Ein starker weiblicher Generationenroman
Manchmal sind es nicht die lauten, sondern die leisen Geschichten, die bleiben. „Die Riesinnen“ ist genau so ein Buch.
Drei Frauen, drei Leben, die sich umeinander winden wie Wurzeln im Waldboden: eng verbunden, kaum zu trennen, und doch jede für sich. Es geht um Herkunft und um das, was man mitbekommt, ohne danach gefragt zu haben. Und darum, ob man sich davon lösen kann, ohne sich selbst zu verlieren.
Der Stil der Autorin ist reduziert und gerade deshalb so eindringlich.
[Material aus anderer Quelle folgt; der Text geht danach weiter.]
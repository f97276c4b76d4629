// Copyright 2025 LLM Perfbench Contributors
// SPDX-License-Identifier: Apache-2.0

//! System memory sampling.
//!
//! The inference client samples memory immediately before and after every
//! request through the [`MemoryProbe`] trait. [`SystemMemoryProbe`] reads the
//! host's memory counters with `sysinfo`; [`StaticMemoryProbe`] always
//! reports the same snapshot and is meant for tests and dry runs.

use llm_perfbench_core::MemorySnapshot;
use sysinfo::{MemoryRefreshKind, RefreshKind, System};

const BYTES_PER_GB: f64 = 1024.0 * 1024.0 * 1024.0;

/// Source of system memory snapshots.
pub trait MemoryProbe: Send {
    /// Take a fresh snapshot.
    fn sample(&mut self) -> MemorySnapshot;
}

/// Build a snapshot from raw byte counters.
///
/// The percentage counts everything that is not available to new
/// allocations; a zero total yields 0%.
pub fn snapshot_from_bytes(total: u64, available: u64, used: u64) -> MemorySnapshot {
    let percent = if total == 0 {
        0.0
    } else {
        total.saturating_sub(available) as f64 / total as f64 * 100.0
    };
    MemorySnapshot {
        percent,
        used_gb: used as f64 / BYTES_PER_GB,
    }
}

/// Probe backed by the operating system's memory counters.
pub struct SystemMemoryProbe {
    system: System,
}

impl SystemMemoryProbe {
    /// Create a probe that only refreshes memory information.
    pub fn new() -> Self {
        Self {
            system: System::new_with_specifics(
                RefreshKind::new().with_memory(MemoryRefreshKind::everything()),
            ),
        }
    }
}

impl Default for SystemMemoryProbe {
    fn default() -> Self {
        Self::new()
    }
}

impl MemoryProbe for SystemMemoryProbe {
    fn sample(&mut self) -> MemorySnapshot {
        self.system.refresh_memory();
        snapshot_from_bytes(
            self.system.total_memory(),
            self.system.available_memory(),
            self.system.used_memory(),
        )
    }
}

/// Probe that returns a fixed snapshot.
#[derive(Debug, Clone, Copy, Default)]
pub struct StaticMemoryProbe(pub MemorySnapshot);

impl MemoryProbe for StaticMemoryProbe {
    fn sample(&mut self) -> MemorySnapshot {
        self.0
    }
}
Keine überflüssigen Worte, keine großen Gesten. Stattdessen leise, starke Bilder, die nachhallen. Man liest langsam, weil man spürt, dass man sonst etwas verpasst.
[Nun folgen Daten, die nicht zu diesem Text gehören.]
//! Markdown output generation for benchmark reports.
//!
//! This module renders a [`BenchmarkReport`] as a markdown document with one
//! table row per model followed by the per-step timings of each model.

use crate::report::{format_secs, format_token_speed};
use crate::result::BenchmarkReport;
use std::fmt::{self, Write};

/// Generate a markdown summary from a benchmark report.
pub fn generate_summary(report: &BenchmarkReport) -> String {
    let mut output = String::new();
    // Writing into a String cannot fail.
    let _ = write_summary(&mut output, report);
    output
}

fn write_summary(output: &mut String, report: &BenchmarkReport) -> fmt::Result {
    writeln!(output, "# Benchmark Summary")?;
    writeln!(output)?;
    writeln!(output, "Started: {}", report.started_at.to_rfc3339())?;
    writeln!(output, "Finished: {}", report.finished_at.to_rfc3339())?;
    writeln!(output)?;
    writeln!(output, "## Models")?;
    writeln!(output)?;
    writeln!(
        output,
        "| Model | Endpoint | Successful | Avg Inference Time | Avg Token Speed |"
    )?;
    writeln!(
        output,
        "|-------|----------|------------|--------------------|-----------------|"
    )?;

    for summary in &report.summaries {
        writeln!(
            output,
            "| {} | {} | {}/{} | {} | {} |",
            summary.model,
            summary.endpoint,
            summary.successful_tests,
            summary.total_tests,
            format_secs(summary.avg_inference_secs()),
            format_token_speed(summary.avg_token_speed())
        )?;
    }

    for summary in &report.summaries {
        writeln!(output)?;
        writeln!(output, "## {}", summary.model)?;
        writeln!(output)?;
        writeln!(output, "| Step | Inference Time |")?;
        writeln!(output, "|------|----------------|")?;
        for step in &summary.steps {
            writeln!(
                output,
                "| {} | {} |",
                step.label,
                match step.inference_secs {
                    Some(_) => format_secs(step.inference_secs),
                    None => "Failed".to_string(),
                }
            )?;
        }
    }

    writeln!(output)?;
    writeln!(output, "---")?;
    writeln!(
        output,
        "Total turns: {} ({} successful)",
        report.results.len(),
        report.successful_tests()
    )?;
    Ok(())
}

#[cfg(test)]
mod tests {
    use super::*;
    use chrono::Utc;
    use llm_perfbench_core::{
        Completion, InferenceMetrics, InferenceOutcome, MemorySnapshot, TestKind, TestResult,
    };

    #[test]
    fn test_generate_summary() {
        let ok = TestResult {
            model: "model-a".to_string(),
            endpoint: "http://a/v1/chat/completions".to_string(),
            kind: TestKind::SingleTurn,
            prompt: "p".to_string(),
            inference: InferenceOutcome::Completed(Completion {
                content: String::new(),
                completion_tokens: Some(100),
                metrics: InferenceMetrics {
                    elapsed_secs: 2.0,
                    memory_before: MemorySnapshot::default(),
                    memory_after: MemorySnapshot::default(),
                    token_speed: 50.0,
                },
            }),
            code_execution: None,
        };
        let failed = TestResult {
            model: "model-b".to_string(),
            endpoint: "http://b/v1/chat/completions".to_string(),
            inference: InferenceOutcome::failed("connection refused"),
            ..ok.clone()
        };

        let markdown = generate_summary(&BenchmarkReport::new(Utc::now(), vec![ok, failed]));

        assert!(markdown.contains("| model-a | http://a/v1/chat/completions | 1/1 | 2.00s | 50.00 tokens/s |"));
        assert!(markdown.contains("| model-b | http://b/v1/chat/completions | 0/1 | N/A | N/A |"));
        assert!(markdown.contains("| Single-turn | Failed |"));
        assert!(markdown.contains("Total turns: 2 (1 successful)"));
    }
}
Der Roman verzichtet auf klassische Dramaturgie, auf Höhepunkte im üblichen Sinn. Und trotzdem passiert viel, nur eben zwischen den Zeilen. In Blicken, in Erinnerungen, in dem, was nicht gesagt wird.
Besonders stark sind für mich die Szenen im Dorf Wittenmoos und im angrenzenden Wald. Hier entfaltet der Roman seine größte Atmosphäre, hier greifen Figuren, Landschaft und Stimmung am überzeugendsten ineinander. Die Passagen an anderen Orten, etwa Coras Erlebnisse im Ausland oder Evas Studium in Stuttgart, fallen dagegen spürbar ab. Sie wirken stellenweise austauschbarer, fast funktional, auch wenn (oder weil?) sie für den Fortgang der Geschichte und die Konstellation in Wittenmoos notwendig sind.
Die Figur Liese hat mich nachhaltig beeindruckt. Sie trägt den Roman in vielerlei Hinsicht und verleiht ihm eine besondere Tiefe. In ihr verdichtet sich Vieles von dem, was das Buch ausmacht. Sie ist zugleich greifbar und distanziert, stark und verletzlich und bleibt lange im Gedächtnis. Nach dem Lesen der ihr gewidmeten Passagen fand ich es schade, dass ihr nicht noch mehr Seiten geschenkt wurden. Am Ende bleibt das Gefühl, dass es noch viel mehr über sie zu erzählen gegeben hätte, was mich jedoch nicht daran hindert, dieses Buch Leser/-innen zu empfehlen, die Freude an weiblichen Geschichten und Mütter-Töchter-Beziehungen haben und Kraft aus der Natur schöpfen.